Study: p63 gene stifles spread of cancer

Long overshadowed by p53, its famous tumor-suppressing sibling, the p63 gene does the tougher, important job of stifling the spread of cancer to other organs, researchers at The University of Texas MD Anderson Cancer Center report in the Oct. 21 issue of Nature.

Not only does a specific form of p63 protein block metastasis, but it does so by activating the enzyme Dicer, which plays a pivotal role in the creation of micro RNAs, tiny bits of RNA that regulate a host of cellular processes.

"p63 is a master regulator of metastasis, an important role in its own right, but before now, no one understood how Dicer was regulated," said senior author Elsa R. Flores, Ph.D., associate professor in MD Anderson's Department of Cellular and Molecular Oncology.

Dicer's central role in miRNA regulation indicates the p63-Dicer connection likely has far-reaching downstream implications for many other cellular processes, Flores said. Dicer, as its name implies, slices up single pieces of non-coding RNA that then may suppress or alter coding RNA that tells the cell's protein production machinery what protein to make.

The team also demonstrated that p63 activates one miRNA that also suppresses tumor formation and metastasis. Metastatic disease accounts for about 85 percent of all deaths from cancer.

Previous studies have shown that mutant p53, commonly found in metastatic human cancer, inactivates p63. "Our findings indicate that reactivation of TAp63 in tumors lacking TAp63 expression or in those expressing mutant p53 could potentially benefit patients with metastatic disease," Flores said.

When TAp63 is missing, metastasis follows

A puzzling fact about p63 is that it's overexpressed in some tumors and underexpressed in others. Flores explained the difference depends on which form of the protein is produced. The TAp63 protein includes an area that is essential for activation of downstream target genes that protect cells from DNA damage. A second version that lacks this TA domain acts against p53, p63 and p73 genes and is associated with cancer progression.

The researchers examined the role of TAp63 by developing strains of mice lacking both copies of the TAp63 gene and others that had one intact and one knocked out version. They found:

* Mice lacking one or both copies of TAp63 spontaneously developed carcinomas (tumors that begin on the epithelium, or lining, of an organ, the most common type of solid tumor) and sarcomas, tumors of the bone, fat, cartilage. These tumors frequently metastasized to the liver, lungs and brain, as is frequently seen in human cancer.

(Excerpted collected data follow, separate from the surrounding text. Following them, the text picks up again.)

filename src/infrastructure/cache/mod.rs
//! Response cache for GraphQL queries.
//!
//! Provides a [`CacheService`] trait with two implementations:
//! - [`RedisCache`] - Redis-backed cache shared across server instances
//! - [`NullCache`] - No-op implementation for testing/disabled caching

mod null_cache;
mod redis_cache;
mod service;

pub use null_cache::NullCache;
pub use redis_cache::RedisCache;
pub use service::{CacheError, CacheResult, CacheService};
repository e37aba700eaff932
//! Pagination query parameters.

use serde::Deserialize;
use serde_with::{DisplayFromStr, serde_as};
use validator::Validate;

/// Query parameters of `GET /api/launches`.
///
/// Uses `serde_with` to parse numbers from query strings. Both values are
/// optional and forwarded upstream only when present.
#[serde_as]
#[derive(Debug, Default, Deserialize, Validate)]
pub struct LaunchListQuery {
    #[serde_as(as = "Option<DisplayFromStr>")]
    #[serde(default)]
    #[validate(range(min = 1, max = 100, message = "limit must be between 1 and 100"))]
    pub limit: Option<usize>,

    #[serde_as(as = "Option<DisplayFromStr>")]
    #[serde(default)]
    pub offset: Option<usize>,
}
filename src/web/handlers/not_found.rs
//! 404 page.

use askama::Template;
use askama_web::WebTemplate;
use axum::http::StatusCode;
use axum::response::{IntoResponse, Response};

use crate::web::view::{Layout, NavItem};

const PAGE_NOT_FOUND_MESSAGE: &str = "A página que você procura não existe ou foi movida.";

#[derive(Template, WebTemplate)]
#[template(path = "not_found.html")]
pub struct NotFoundTemplate {
    pub layout: Layout,
    pub message: String,
}

/// Renders the 404 page with `message` and status 404.
pub fn not_found_page(message: &str) -> Response {
    let page = NotFoundTemplate {
        layout: Layout::new(NavItem::None),
        message: message.to_string(),
    };
    (StatusCode::NOT_FOUND, page).into_response()
}

/// Fallback for unmatched paths.
pub async fn not_found_handler() -> Response {
    not_found_page(PAGE_NOT_FOUND_MESSAGE)
}
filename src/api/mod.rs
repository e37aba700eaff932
//! JSON API layer for HTTP request/response handling.
//!
//! This layer translates HTTP requests into service calls and formats
//! responses according to API contracts.
//!
//! # Modules
//!
//! - [`dto`] - Data Transfer Objects for request/response serialization
//! - [`handlers`] - HTTP request handlers
//! - [`middleware`] - Rate limiting and request tracing
//! - [`routes`] - Route configuration and composition

pub mod dto;
pub mod handlers;
pub mod middleware;
pub mod routes;
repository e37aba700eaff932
//! Rate limiting middleware using token bucket algorithm.

use anyhow::{Context, Result};
use governor::clock::QuantaInstant;
use governor::middleware::NoOpMiddleware;
use std::sync::Arc;
use tower_governor::{
    GovernorLayer,
    governor::GovernorConfigBuilder,
    key_extractor::{PeerIpKeyExtractor, SmartIpKeyExtractor},
};

/// Sustained requests per second per client.
const PER_SECOND: u64 = 2;

/// Requests a client may send in a burst before throttling starts.
const BURST_SIZE: u32 = 100;

pub type RateLimitLayer<K> = GovernorLayer<K, NoOpMiddleware<QuantaInstant>, axum::body::Body>;

/// Creates a rate limiter keyed by the socket peer address.
///
/// # Limits
///
/// - **Rate**: 2 requests per second
/// - **Burst**: 100 requests
///
/// Requests exceeding the limit receive `429 Too Many Requests`.
///
/// # Example
///
/// ```rust,ignore
/// let app = Router::new()
///     .route("/launches", get(launch_list_handler))
///     .layer(rate_limit::layer()?);
/// ```
pub fn layer() -> Result<RateLimitLayer<PeerIpKeyExtractor>> {
    let governor_conf = Arc::new(
        GovernorConfigBuilder::default()
            .per_second(PER_SECOND)
            .burst_size(BURST_SIZE)
            .finish()
            .context("Invalid rate limit configuration")?,
    );

    Ok(GovernorLayer::new(governor_conf))
}

/// Creates a rate limiter for deployments behind a reverse proxy.
///
/// Same limits as [`layer`], but the client IP is read from
/// `X-Forwarded-For`, `X-Real-IP` or `Forwarded` before falling back to the
/// peer address. Use only behind a trusted proxy.
pub fn proxied_layer() -> Result<RateLimitLayer<SmartIpKeyExtractor>> {
    let governor_conf = Arc::new(
        GovernorConfigBuilder::default()
            .key_extractor(SmartIpKeyExtractor)
            .per_second(PER_SECOND)
            .burst_size(BURST_SIZE)
            .finish()
            .context("Invalid rate limit configuration")?,
    );

    Ok(GovernorLayer::new(governor_conf))
}

#[cfg(test)]
mod tests {
    use super::*;

    #[test]
    fn test_layers_build() {
        assert!(layer().is_ok());
        assert!(proxied_layer().is_ok());
    }
}
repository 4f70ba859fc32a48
mod common;
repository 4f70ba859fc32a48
use async_trait::async_trait;
use licence_portal::identity::{
    ClaimsExchangeRequest, ClaimsExchanger, IdentityClaims, IdentityError,
};
use licence_portal::wizard::{
    standard_catalogue, ApplicationId, ApplicationSession, LicenceCategory, MedicalCertificate,
    RecordsClient, RecordsError, SessionError, SessionRepository, TestResult,
};
use metrics_exporter_prometheus::PrometheusHandle;
use std::collections::HashMap;
use std::sync::atomic::AtomicBool;
use std::sync::{Arc, Mutex};

#[derive(Clone)]
pub(crate) struct AppState {
    pub(crate) readiness: Arc<AtomicBool>,
    pub(crate) metrics: Arc<PrometheusHandle>,
}

#[derive(Default, Clone)]
pub(crate) struct InMemorySessionRepository {
    sessions: Arc<Mutex<HashMap<ApplicationId, ApplicationSession>>>,
}

impl SessionRepository for InMemorySessionRepository {
    fn insert(&self, session: ApplicationSession) -> Result<ApplicationSession, SessionError> {
        let mut guard = self.sessions.lock().expect("session mutex poisoned");
        if guard.contains_key(&session.application_id) {
            return Err(SessionError::Conflict);
        }
        guard.insert(session.application_id.clone(), session.clone());
        Ok(session)
    }

    fn update(&self, session: ApplicationSession) -> Result<(), SessionError> {
        let mut guard = self.sessions.lock().expect("session mutex poisoned");
        if guard.contains_key(&session.application_id) {
            guard.insert(session.application_id.clone(), session);
            Ok(())
        } else {
            Err(SessionError::NotFound)
        }
    }

    fn fetch(&self, id: &ApplicationId) -> Result<Option<ApplicationSession>, SessionError> {
        let guard = self.sessions.lock().expect("session mutex poisoned");
        Ok(guard.get(id).cloned())
    }
}

/// Canned department records for demos and route tests.
#[derive(Default, Clone)]
pub(crate) struct StubRecordsClient;

#[async_trait]
impl RecordsClient for StubRecordsClient {
    async fn medical_certificate(&self, _sub: &str) -> Result<MedicalCertificate, RecordsError> {
        Ok(MedicalCertificate {
            certificate_id: "med-1".to_string(),
            issued_date: "2023-01-12".to_string(),
            expiry_date: "2027-01-12".to_string(),
            doctor_name: "Dr. Sampath".to_string(),
            hospital: "IDH".to_string(),
            is_fit_to_drive: true,
            remarks: None,
        })
    }

    async fn written_test(&self, _sub: &str) -> Result<TestResult, RecordsError> {
        Ok(TestResult {
            score: 82,
            passed: None,
            test_date: Some("2025-03-02".to_string()),
            examiner_name: Some("N. Perera".to_string()),
            test_center: Some("Werahera".to_string()),
            remarks: None,
        })
    }

    async fn practical_test(&self, _sub: &str) -> Result<TestResult, RecordsError> {
        Ok(TestResult {
            score: 85,
            passed: Some(true),
            test_date: Some("2025-04-18".to_string()),
            examiner_name: Some("S. Fernando".to_string()),
            test_center: Some("Werahera".to_string()),
            remarks: Some("Clean run".to_string()),
        })
    }

    async fn licence_categories(&self) -> Result<Vec<LicenceCategory>, RecordsError> {
        Ok(standard_catalogue())
    }
}

/// Exchanger that accepts any code; the demo never leaves the machine.
#[derive(Default, Clone)]
pub(crate) struct StubClaimsExchanger;

#[async_trait]
impl ClaimsExchanger for StubClaimsExchanger {
    async fn exchange(
        &self,
        _request: &ClaimsExchangeRequest,
    ) -> Result<IdentityClaims, IdentityError> {
        Ok(IdentityClaims {
            name: "Kasun Asanka Silva".to_string(),
            sub: "sub-123".to_string(),
            birthdate: Some("1999-09-15".to_string()),
            phone_number: Some("0771234567".to_string()),
            email: Some("kasun.silva@email.com".to_string()),
            gender: Some("Male".to_string()),
            picture: None,
        })
    }
}
use std::time::Duration;

use async_trait::async_trait;
use chrono::Utc;
use rand::distributions::Alphanumeric;
use rand::Rng;

use super::gateway::{
    PaymentError, PaymentGateway, PaymentInstrument, PaymentOutcome, PaymentRequest, Transaction,
    TransactionStatus,
};

/// Demo stand-in for the real processor: a fixed settlement delay followed
/// by a success coin-flip. Rate and delay are constructor parameters so
/// tests can pin the outcome.
#[derive(Debug, Clone)]
pub struct MockPaymentGateway {
    success_rate: f64,
    settlement_delay: Duration,
}

impl Default for MockPaymentGateway {
    fn default() -> Self {
        Self {
            success_rate: 0.8,
            settlement_delay: Duration::from_secs(3),
        }
    }
}

impl MockPaymentGateway {
    pub fn new(success_rate: f64, settlement_delay: Duration) -> Self {
        Self {
            success_rate: success_rate.clamp(0.0, 1.0),
            settlement_delay,
        }
    }

    /// Always settles successfully without waiting. For demos and tests.
    pub fn always_approving() -> Self {
        Self::new(1.0, Duration::ZERO)
    }

    /// Always declines without waiting.
    pub fn always_declining() -> Self {
        Self::new(0.0, Duration::ZERO)
    }
}

fn transaction_id() -> String {
    let suffix: String = rand::thread_rng()
        .sample_iter(&Alphanumeric)
        .take(9)
        .map(|b| (b as char).to_ascii_lowercase())
        .collect();
    format!("TXN-{}-{}", Utc::now().timestamp_millis(), suffix)
}

#[async_trait]
impl PaymentGateway for MockPaymentGateway {
    fn initialize(&self, request: PaymentRequest) -> Transaction {
        Transaction {
            id: transaction_id(),
            amount: request.amount,
            currency: request.currency,
            merchant_name: request.merchant_name,
            merchant_id: request.merchant_id,
            order_id: request.order_id,
            timestamp: Utc::now(),
            status: TransactionStatus::Pending,
        }
    }

    async fn process(
        &self,
        transaction: &mut Transaction,
        _instrument: &PaymentInstrument,
    ) -> Result<PaymentOutcome, PaymentError> {
        transaction.status = TransactionStatus::Processing;

        if !self.settlement_delay.is_zero() {
            tokio::time::sleep(self.settlement_delay).await;
        }

        let approved = rand::thread_rng().gen_bool(self.success_rate);
        transaction.status = if approved {
            TransactionStatus::Success
        } else {
            TransactionStatus::Failed
        };

        Ok(PaymentOutcome::settled(transaction))
    }
}

#[cfg(test)]
mod tests {
    use super::*;

    fn request() -> PaymentRequest {
        PaymentRequest {
            amount: 99.99,
            currency: "LKR".to_string(),
            merchant_name: "Department of Motor Traffic".to_string(),
            merchant_id: "DMT".to_string(),
            order_id: "ORDER-1".to_string(),
            return_url: None,
            cancel_url: None,
        }
    }

    #[test]
    fn initialize_builds_pending_transaction() {
        let gateway = MockPaymentGateway::always_approving();
        let transaction = gateway.initialize(request());
        assert_eq!(transaction.status, TransactionStatus::Pending);
        assert!(transaction.id.starts_with("TXN-"));
        assert_eq!(transaction.order_id, "ORDER-1");
    }

    #[tokio::test]
    async fn approving_gateway_settles_success() {
        let gateway = MockPaymentGateway::always_approving();
        let mut transaction = gateway.initialize(request());
        let outcome = gateway
            .process(&mut transaction, &PaymentInstrument::Qr)
            .await
            .expect("mock gateway settles");
        assert!(outcome.success);
        assert_eq!(transaction.status, TransactionStatus::Success);
        assert!(outcome.remediation_hints.is_empty());
    }

    #[tokio::test]
    async fn declining_gateway_reports_hints() {
        let gateway = MockPaymentGateway::always_declining();
        let mut transaction = gateway.initialize(request());
        let outcome = gateway
            .process(&mut transaction, &PaymentInstrument::Qr)
            .await
            .expect("mock gateway settles");
        assert!(!outcome.success);
        assert_eq!(transaction.status, TransactionStatus::Failed);
        assert!(!outcome.remediation_hints.is_empty());
    }
}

* Mice lacking one or both copies of p53 develop non-metastatic tumors. Mice that have lost one copy each of p53 and TAp63 developed invasive and metastatic cancers.

* Mice with no copies of the p53 gene that lack one or both copies of TAp63 developed highly metastatic carcinomas and sarcomas.

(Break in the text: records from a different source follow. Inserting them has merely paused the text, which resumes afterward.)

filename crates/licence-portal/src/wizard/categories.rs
use serde::{Deserialize, Serialize};

/// One entry in the licence-category catalogue.
#[derive(Debug, Clone, PartialEq, Eq, Serialize, Deserialize)]
pub struct LicenceCategory {
    pub id: String,
    pub label: String,
    pub description: String,
}

/// The standard catalogue served when the backend list is unavailable and
/// by the demo adapters.
pub fn standard_catalogue() -> Vec<LicenceCategory> {
    fn entry(id: &str, label: &str, description: &str) -> LicenceCategory {
        LicenceCategory {
            id: id.to_string(),
            label: label.to_string(),
            description: description.to_string(),
        }
    }

    vec![
        entry("A1", "Light Motorcycles", "Motorcycles up to 100cc"),
        entry("A", "Motorcycles", "Motorcycles of any capacity"),
        entry("B1", "Motor Tricycles", "Motor tricycles and quadricycles"),
        entry("B", "Light Vehicles", "Cars and dual-purpose vehicles up to 3,500kg"),
        entry("C1", "Light Lorries", "Lorries between 3,500kg and 17,000kg"),
        entry("C", "Heavy Lorries", "Lorries exceeding 17,000kg"),
    ]
}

The team found that mice lacking only one copy of TAp63 had more aggressive tumors than mice that lack both copies. Their finding was similar to recent research by others indicating that loss of Dicer had the same effect - it is worse when one copy of the gene is inactive.

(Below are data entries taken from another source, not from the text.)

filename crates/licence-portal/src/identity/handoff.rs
use serde::Deserialize;

use super::exchange::{ClaimsExchangeRequest, ClaimsExchanger, IdentityClaims, IdentityError};
use crate::config::IdentityConfig;

/// Query parameters carried on the provider's redirect back to us.
#[derive(Debug, Clone, Default, PartialEq, Eq, Deserialize)]
pub struct CallbackParams {
    pub code: Option<String>,
    pub error: Option<String>,
    pub error_description: Option<String>,
}

impl CallbackParams {
    /// Extracts the hand-off parameters from a raw redirect query string.
    pub fn from_query(query: &str) -> Self {
        let mut params = Self::default();
        for (key, value) in url::form_urlencoded::parse(query.trim_start_matches('?').as_bytes()) {
            match key.as_ref() {
                "code" => params.code = Some(value.into_owned()),
                "error" => params.error = Some(value.into_owned()),
                "error_description" => params.error_description = Some(value.into_owned()),
                _ => {}
            }
        }
        params
    }
}

/// Progression of the identity hand-off.
///
/// `Loading` exists only until the redirect parameters are inspected; the
/// terminal states are `Loaded` and `Failed`. A failure is blocking: the
/// citizen restarts login, there is no automatic retry.
#[derive(Debug, Clone, PartialEq, Eq)]
pub enum HandoffState {
    Loading,
    Authenticating,
    Loaded(IdentityClaims),
    Failed { code: String, message: String },
}

impl HandoffState {
    pub fn failed(code: impl Into<String>, message: impl Into<String>) -> Self {
        Self::Failed {
            code: code.into(),
            message: message.into(),
        }
    }
}

/// Runs the hand-off to a terminal state.
///
/// A provider-reported `error` parameter, or an absent code, resolves
/// without ever touching the exchanger.
pub async fn resolve<X>(
    params: &CallbackParams,
    config: &IdentityConfig,
    exchanger: &X,
) -> HandoffState
where
    X: ClaimsExchanger + ?Sized,
{
    if let Some(error) = &params.error {
        let message = params
            .error_description
            .clone()
            .unwrap_or_else(|| "authentication failed".to_string());
        return HandoffState::failed(error.clone(), message);
    }

    let code = match &params.code {
        Some(code) => code.clone(),
        None => {
            return HandoffState::failed(
                "code_missing",
                IdentityError::MissingCode.to_string(),
            )
        }
    };

    let request = ClaimsExchangeRequest::new(code, config);
    match exchanger.exchange(&request).await {
        Ok(claims) => HandoffState::Loaded(claims),
        Err(err) => {
            let code = match &err {
                IdentityError::ExchangeStatus(status) => format!("exchange_status_{status}"),
                IdentityError::Transport(_) => "exchange_transport".to_string(),
                IdentityError::MalformedClaims(_) => "malformed_claims".to_string(),
                IdentityError::Provider { code, .. } => code.clone(),
                IdentityError::MissingCode => "code_missing".to_string(),
            };
            HandoffState::Failed {
                code,
                message: err.to_string(),
            }
        }
    }
}

#[cfg(test)]
mod tests {
    use super::*;
    use async_trait::async_trait;
    use std::sync::atomic::{AtomicUsize, Ordering};

    fn identity_config() -> IdentityConfig {
        IdentityConfig {
            ui_base_url: "https://idp.example".to_string(),
            authorize_endpoint: "/authorize".to_string(),
            relying_party_url: "http://localhost:8888".to_string(),
            redirect_uri: "http://localhost:5000/userprofile".to_string(),
            client_id: "client-1".to_string(),
            scope: "openid profile".to_string(),
            acr_values: "acr".to_string(),
            claims_request: serde_json::json!({}),
            claims_locales: "en".to_string(),
            display: "page".to_string(),
            prompt: "consent".to_string(),
            max_age: 21,
            ui_locales: "en".to_string(),
            nonce: "nonce".to_string(),
            state: "state".to_string(),
        }
    }

    #[derive(Default)]
    struct CountingExchanger {
        calls: AtomicUsize,
        fail: bool,
    }

    #[async_trait]
    impl ClaimsExchanger for CountingExchanger {
        async fn exchange(
            &self,
            request: &ClaimsExchangeRequest,
        ) -> Result<IdentityClaims, IdentityError> {
            self.calls.fetch_add(1, Ordering::SeqCst);
            if self.fail {
                return Err(IdentityError::ExchangeStatus(502));
            }
            assert_eq!(request.grant_type, "authorization_code");
            Ok(IdentityClaims {
                name: "Kasun Asanka Silva".to_string(),
                sub: "sub-123".to_string(),
                birthdate: Some("1999-09-15".to_string()),
                phone_number: Some("0771234567".to_string()),
                email: Some("kasun.silva@email.com".to_string()),
                gender: Some("Male".to_string()),
                picture: None,
            })
        }
    }

    #[test]
    fn parses_code_and_error_from_query() {
        let params = CallbackParams::from_query("?code=abc123&state=xyz");
        assert_eq!(params.code.as_deref(), Some("abc123"));
        assert!(params.error.is_none());

        let params =
            CallbackParams::from_query("error=access_denied&error_description=user%20declined");
        assert_eq!(params.error.as_deref(), Some("access_denied"));
        assert_eq!(params.error_description.as_deref(), Some("user declined"));
    }

    #[tokio::test]
    async fn provider_error_never_reaches_the_exchanger() {
        let exchanger = CountingExchanger::default();
        let params = CallbackParams::from_query("?error=access_denied");

        let state = resolve(&params, &identity_config(), &exchanger).await;

        match state {
            HandoffState::Failed { code, .. } => assert_eq!(code, "access_denied"),
            other => panic!("expected failure, got {other:?}"),
        }
        assert_eq!(exchanger.calls.load(Ordering::SeqCst), 0);
    }

    #[tokio::test]
    async fn missing_code_is_its_own_failure() {
        let exchanger = CountingExchanger::default();
        let params = CallbackParams::default();

        let state = resolve(&params, &identity_config(), &exchanger).await;

        match state {
            HandoffState::Failed { code, .. } => assert_eq!(code, "code_missing"),
            other => panic!("expected failure, got {other:?}"),
        }
        assert_eq!(exchanger.calls.load(Ordering::SeqCst), 0);
    }

    #[tokio::test]
    async fn successful_exchange_loads_claims() {
        let exchanger = CountingExchanger::default();
        let params = CallbackParams::from_query("code=onetime");

        let state = resolve(&params, &identity_config(), &exchanger).await;

        match state {
            HandoffState::Loaded(claims) => {
                assert_eq!(claims.sub, "sub-123");
                assert_eq!(claims.name, "Kasun Asanka Silva");
            }
            other => panic!("expected loaded claims, got {other:?}"),
        }
        assert_eq!(exchanger.calls.load(Ordering::SeqCst), 1);
    }

    #[tokio::test]
    async fn exchange_failure_maps_to_status_code() {
        let exchanger = CountingExchanger {
            calls: AtomicUsize::new(0),
            fail: true,
        };
        let params = CallbackParams::from_query("code=onetime");

        let state = resolve(&params, &identity_config(), &exchanger).await;

        match state {
            HandoffState::Failed { code, .. } => assert_eq!(code, "exchange_status_502"),
            other => panic!("expected failure, got {other:?}"),
        }
    }
}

High-grade tumors have low levels of TAp63, Dicer and miR-130b

They compared expression levels of TAp63, Dicer, and the tumor-suppressing micro RNA miR-130b in a large number of samples of human head and neck, lung and breast cancers and found that high-grade tumors expressed low levels of all three.

Additional experiments showed that TAp63, but not p53, binds to the promoter region of the Dicer gene, where it can activate expression of the Dicer enzyme. Re-expressing Dicer in TAp63-deficient cells blocked the ability of tumor cells to migrate and invade, indicating that TAp63 suppresses invasion through regulation of Dicer.

Similarly, the researchers found that TAp63 binds to the miR-130b promoter and that re-expression of both Dicer and miR-130b in TAp63-deficient cells results in greater suppression of metastasis. "This indicates that TAp63 regulates both Dicer and miR-130 to suppress metastasis," Flores said.

Flores and colleagues are investigating how the other isoform of p63, deltaNp63, affects cancer development and metastasis. The goal is to understand the mechanisms of the p63 isoforms in cancer to improve targeted therapy for patients with alterations in the p53/p63 pathway.

Family of genes works together

Flores and colleagues study the p53, p63 and p73 genes. "Our main goal is to understand how the family works as a whole," Flores said. For example, p53 plays a vital role in monitoring cell replication and ordering irreparably damaged cells to kill themselves. When p53 is suppressed, as it is in many cancers, defective cells multiply, fueling the disease.

However, therapies designed to reactivate p53 don't work. "One reason therapies fail is they don't take into account the entire family," Flores said. In an earlier Nature paper, Flores and colleagues showed p53 can't order a bad cell to kill itself without p63 and p73 also being active.